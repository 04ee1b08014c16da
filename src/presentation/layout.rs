use ratatui::layout::{Constraint, Direction, Layout, Rect};

use crate::overlay::PopoutFlow;

/// Centre a `width` x `height` box inside `area`.
pub fn popup_rect(area: Rect, width: u16, height: u16) -> Rect {
    let vertical = Layout::default()
        .direction(Direction::Vertical)
        .constraints([
            Constraint::Length(area.height.saturating_sub(height) / 2),
            Constraint::Length(height),
            Constraint::Min(0),
        ])
        .split(area);
    let inner = vertical[1];
    let horizontal = Layout::default()
        .direction(Direction::Horizontal)
        .constraints([
            Constraint::Length(inner.width.saturating_sub(width) / 2),
            Constraint::Length(width),
            Constraint::Min(0),
        ])
        .split(inner);
    horizontal[1]
}

/// Place a panel next to `trigger` in the direction of `flow`, shifted back
/// inside `bounds` when it would overflow.
pub fn anchored_rect(bounds: Rect, trigger: Rect, flow: PopoutFlow, width: u16, height: u16) -> Rect {
    let width = width.min(bounds.width);
    let height = height.min(bounds.height);
    let (x, y) = match flow {
        PopoutFlow::Right => (trigger.right(), trigger.y),
        PopoutFlow::Left => (trigger.x.saturating_sub(width), trigger.y),
        PopoutFlow::Down => (trigger.x, trigger.bottom()),
        PopoutFlow::Up => (trigger.x, trigger.y.saturating_sub(height)),
    };
    let x = x.clamp(bounds.x, bounds.right().saturating_sub(width));
    let y = y.clamp(bounds.y, bounds.bottom().saturating_sub(height));
    Rect::new(x, y, width, height)
}
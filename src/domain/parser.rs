use anyhow::{Context, Result, bail};
use serde::Deserialize;
use serde_json::{Map, Value};

use crate::validation::ValidatorSpec;

use super::condition::ModelCondition;
use super::schema::{FieldSchema, SchemaPatch, WidgetType};

/// One field of a form document: the model key plus its schema.
#[derive(Debug, Clone)]
pub struct FieldEntry {
    pub key: String,
    pub schema: FieldSchema,
}

#[derive(Debug, Deserialize)]
#[serde(rename_all = "camelCase", deny_unknown_fields)]
struct FieldDocument {
    key: String,
    #[serde(rename = "type")]
    widget: String,
    #[serde(default)]
    title: Option<String>,
    #[serde(default)]
    required: bool,
    #[serde(default)]
    readonly: bool,
    #[serde(default = "default_enabled")]
    enabled: bool,
    #[serde(default)]
    help_text: Option<String>,
    #[serde(default)]
    validators: Vec<ValidatorSpec>,
    #[serde(default)]
    update_editor_events: Vec<String>,
    #[serde(default)]
    readonly_when: Option<ModelCondition>,
    #[serde(default)]
    hidden_when: Option<ModelCondition>,
    #[serde(default)]
    extensions: Vec<ExtensionDocument>,
    #[serde(default)]
    options: Map<String, Value>,
}

#[derive(Debug, Deserialize)]
struct ExtensionDocument {
    when: ModelCondition,
    patch: PatchDocument,
}

#[derive(Debug, Default, Deserialize)]
#[serde(rename_all = "camelCase", deny_unknown_fields)]
struct PatchDocument {
    #[serde(default, rename = "type")]
    widget: Option<String>,
    #[serde(default)]
    title: Option<String>,
    #[serde(default)]
    required: Option<bool>,
    #[serde(default)]
    readonly: Option<bool>,
    #[serde(default)]
    enabled: Option<bool>,
    #[serde(default)]
    help_text: Option<String>,
    #[serde(default)]
    validators: Option<Vec<ValidatorSpec>>,
    #[serde(default)]
    options: Map<String, Value>,
}

fn default_enabled() -> bool {
    true
}

impl From<PatchDocument> for SchemaPatch {
    fn from(doc: PatchDocument) -> Self {
        SchemaPatch {
            widget: doc.widget.map(WidgetType::Named),
            title: doc.title,
            required: doc.required,
            readonly: doc.readonly,
            enabled: doc.enabled,
            help_text: doc.help_text,
            validators: doc.validators,
            options: doc.options,
        }
    }
}

/// Parse one declarative field description.
///
/// `readonlyWhen`/`hiddenWhen` become the schema's computed flags and
/// `extensions` become its schema extension: every extension whose `when`
/// matches contributes its `patch`, later ones winning.
pub fn parse_field_document(value: &Value) -> Result<FieldEntry> {
    let doc: FieldDocument =
        serde_json::from_value(value.clone()).context("invalid field document")?;
    if doc.key.trim().is_empty() {
        bail!("field document has an empty \"key\"");
    }

    let mut schema = FieldSchema::new(doc.widget.as_str())
        .with_required(doc.required)
        .with_readonly(doc.readonly)
        .with_enabled(doc.enabled);
    schema.title = doc.title;
    schema.help_text = doc.help_text;
    schema.validators = with_required_rule(doc.required, doc.validators);
    schema.update_editor_events = doc.update_editor_events;
    schema.options = doc.options;
    schema.get_readonly = doc.readonly_when.map(ModelCondition::into_predicate);
    schema.get_hidden = doc.hidden_when.map(ModelCondition::into_predicate);

    if !doc.extensions.is_empty() {
        let rules: Vec<(ModelCondition, SchemaPatch)> = doc
            .extensions
            .into_iter()
            .map(|extension| (extension.when, SchemaPatch::from(extension.patch)))
            .collect();
        schema = schema.with_extension(move |model| {
            let mut patch = SchemaPatch::new();
            for (when, rule) in &rules {
                if when.matches(model) {
                    patch.merge(rule.clone());
                }
            }
            patch
        });
    }

    Ok(FieldEntry {
        key: doc.key,
        schema,
    })
}

/// `required: true` in a document implies the `required` validator, first.
fn with_required_rule(required: bool, mut validators: Vec<ValidatorSpec>) -> Vec<ValidatorSpec> {
    let present = validators
        .iter()
        .any(|spec| matches!(spec, ValidatorSpec::Name(name) if name == "required"));
    if required && !present {
        validators.insert(0, ValidatorSpec::Name("required".to_string()));
    }
    validators
}

/// Parse a form document: `{"fields": [...]}` or a bare array of fields.
pub fn parse_form_document(value: &Value) -> Result<Vec<FieldEntry>> {
    let fields = match value {
        Value::Array(items) => items,
        Value::Object(map) => match map.get("fields") {
            Some(Value::Array(items)) => items,
            Some(_) => bail!("\"fields\" must be an array"),
            None => bail!("form document has no \"fields\" array"),
        },
        _ => bail!("form document must be an object or an array"),
    };
    fields
        .iter()
        .enumerate()
        .map(|(index, field)| {
            parse_field_document(field).with_context(|| format!("field #{index}"))
        })
        .collect()
}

┄┄┄┄┄┄┄┄┄┄

(The task)
Using the listing above, print every entry verbatim.

(Completed task)
repository 04ee1b08014c16da
filename src/presentation/layout.rs
use ratatui::layout::{Constraint, Direction, Layout, Rect};

use crate::overlay::PopoutFlow;

/// Centre a `width` x `height` box inside `area`.
pub fn popup_rect(area: Rect, width: u16, height: u16) -> Rect {
    let vertical = Layout::default()
        .direction(Direction::Vertical)
        .constraints([
            Constraint::Length(area.height.saturating_sub(height) / 2),
            Constraint::Length(height),
            Constraint::Min(0),
        ])
        .split(area);
    let inner = vertical[1];
    let horizontal = Layout::default()
        .direction(Direction::Horizontal)
        .constraints([
            Constraint::Length(inner.width.saturating_sub(width) / 2),
            Constraint::Length(width),
            Constraint::Min(0),
        ])
        .split(inner);
    horizontal[1]
}

/// Place a panel next to `trigger` in the direction of `flow`, shifted back
/// inside `bounds` when it would overflow.
pub fn anchored_rect(bounds: Rect, trigger: Rect, flow: PopoutFlow, width: u16, height: u16) -> Rect {
    let width = width.min(bounds.width);
    let height = height.min(bounds.height);
    let (x, y) = match flow {
        PopoutFlow::Right => (trigger.right(), trigger.y),
        PopoutFlow::Left => (trigger.x.saturating_sub(width), trigger.y),
        PopoutFlow::Down => (trigger.x, trigger.bottom()),
        PopoutFlow::Up => (trigger.x, trigger.y.saturating_sub(height)),
    };
    let x = x.clamp(bounds.x, bounds.right().saturating_sub(width));
    let y = y.clamp(bounds.y, bounds.bottom().saturating_sub(height));
    Rect::new(x, y, width, height)
}
filename src/domain/parser.rs
use anyhow::{Context, Result, bail};
use serde::Deserialize;
use serde_json::{Map, Value};

use crate::validation::ValidatorSpec;

use super::condition::ModelCondition;
use super::schema::{FieldSchema, SchemaPatch, WidgetType};

/// One field of a form document: the model key plus its schema.
#[derive(Debug, Clone)]
pub struct FieldEntry {
    pub key: String,
    pub schema: FieldSchema,
}

#[derive(Debug, Deserialize)]
#[serde(rename_all = "camelCase", deny_unknown_fields)]
struct FieldDocument {
    key: String,
    #[serde(rename = "type")]
    widget: String,
    #[serde(default)]
    title: Option<String>,
    #[serde(default)]
    required: bool,
    #[serde(default)]
    readonly: bool,
    #[serde(default = "default_enabled")]
    enabled: bool,
    #[serde(default)]
    help_text: Option<String>,
    #[serde(default)]
    validators: Vec<ValidatorSpec>,
    #[serde(default)]
    update_editor_events: Vec<String>,
    #[serde(default)]
    readonly_when: Option<ModelCondition>,
    #[serde(default)]
    hidden_when: Option<ModelCondition>,
    #[serde(default)]
    extensions: Vec<ExtensionDocument>,
    #[serde(default)]
    options: Map<String, Value>,
}

#[derive(Debug, Deserialize)]
struct ExtensionDocument {
    when: ModelCondition,
    patch: PatchDocument,
}

#[derive(Debug, Default, Deserialize)]
#[serde(rename_all = "camelCase", deny_unknown_fields)]
struct PatchDocument {
    #[serde(default, rename = "type")]
    widget: Option<String>,
    #[serde(default)]
    title: Option<String>,
    #[serde(default)]
    required: Option<bool>,
    #[serde(default)]
    readonly: Option<bool>,
    #[serde(default)]
    enabled: Option<bool>,
    #[serde(default)]
    help_text: Option<String>,
    #[serde(default)]
    validators: Option<Vec<ValidatorSpec>>,
    #[serde(default)]
    options: Map<String, Value>,
}

fn default_enabled() -> bool {
    true
}

impl From<PatchDocument> for SchemaPatch {
    fn from(doc: PatchDocument) -> Self {
        SchemaPatch {
            widget: doc.widget.map(WidgetType::Named),
            title: doc.title,
            required: doc.required,
            readonly: doc.readonly,
            enabled: doc.enabled,
            help_text: doc.help_text,
            validators: doc.validators,
            options: doc.options,
        }
    }
}

/// Parse one declarative field description.
///
/// `readonlyWhen`/`hiddenWhen` become the schema's computed flags and
/// `extensions` become its schema extension: every extension whose `when`
/// matches contributes its `patch`, later ones winning.
pub fn parse_field_document(value: &Value) -> Result<FieldEntry> {
    let doc: FieldDocument =
        serde_json::from_value(value.clone()).context("invalid field document")?;
    if doc.key.trim().is_empty() {
        bail!("field document has an empty \"key\"");
    }

    let mut schema = FieldSchema::new(doc.widget.as_str())
        .with_required(doc.required)
        .with_readonly(doc.readonly)
        .with_enabled(doc.enabled);
    schema.title = doc.title;
    schema.help_text = doc.help_text;
    schema.validators = with_required_rule(doc.required, doc.validators);
    schema.update_editor_events = doc.update_editor_events;
    schema.options = doc.options;
    schema.get_readonly = doc.readonly_when.map(ModelCondition::into_predicate);
    schema.get_hidden = doc.hidden_when.map(ModelCondition::into_predicate);

    if !doc.extensions.is_empty() {
        let rules: Vec<(ModelCondition, SchemaPatch)> = doc
            .extensions
            .into_iter()
            .map(|extension| (extension.when, SchemaPatch::from(extension.patch)))
            .collect();
        schema = schema.with_extension(move |model| {
            let mut patch = SchemaPatch::new();
            for (when, rule) in &rules {
                if when.matches(model) {
                    patch.merge(rule.clone());
                }
            }
            patch
        });
    }

    Ok(FieldEntry {
        key: doc.key,
        schema,
    })
}

/// `required: true` in a document implies the `required` validator, first.
fn with_required_rule(required: bool, mut validators: Vec<ValidatorSpec>) -> Vec<ValidatorSpec> {
    let present = validators
        .iter()
        .any(|spec| matches!(spec, ValidatorSpec::Name(name) if name == "required"));
    if required && !present {
        validators.insert(0, ValidatorSpec::Name("required".to_string()));
    }
    validators
}

/// Parse a form document: `{"fields": [...]}` or a bare array of fields.
pub fn parse_form_document(value: &Value) -> Result<Vec<FieldEntry>> {
    let fields = match value {
        Value::Array(items) => items,
        Value::Object(map) => match map.get("fields") {
            Some(Value::Array(items)) => items,
            Some(_) => bail!("\"fields\" must be an array"),
            None => bail!("form document has no \"fields\" array"),
        },
        _ => bail!("form document must be an object or an array"),
    };
    fields
        .iter()
        .enumerate()
        .map(|(index, field)| {
            parse_field_document(field).with_context(|| format!("field #{index}"))
        })
        .collect()
}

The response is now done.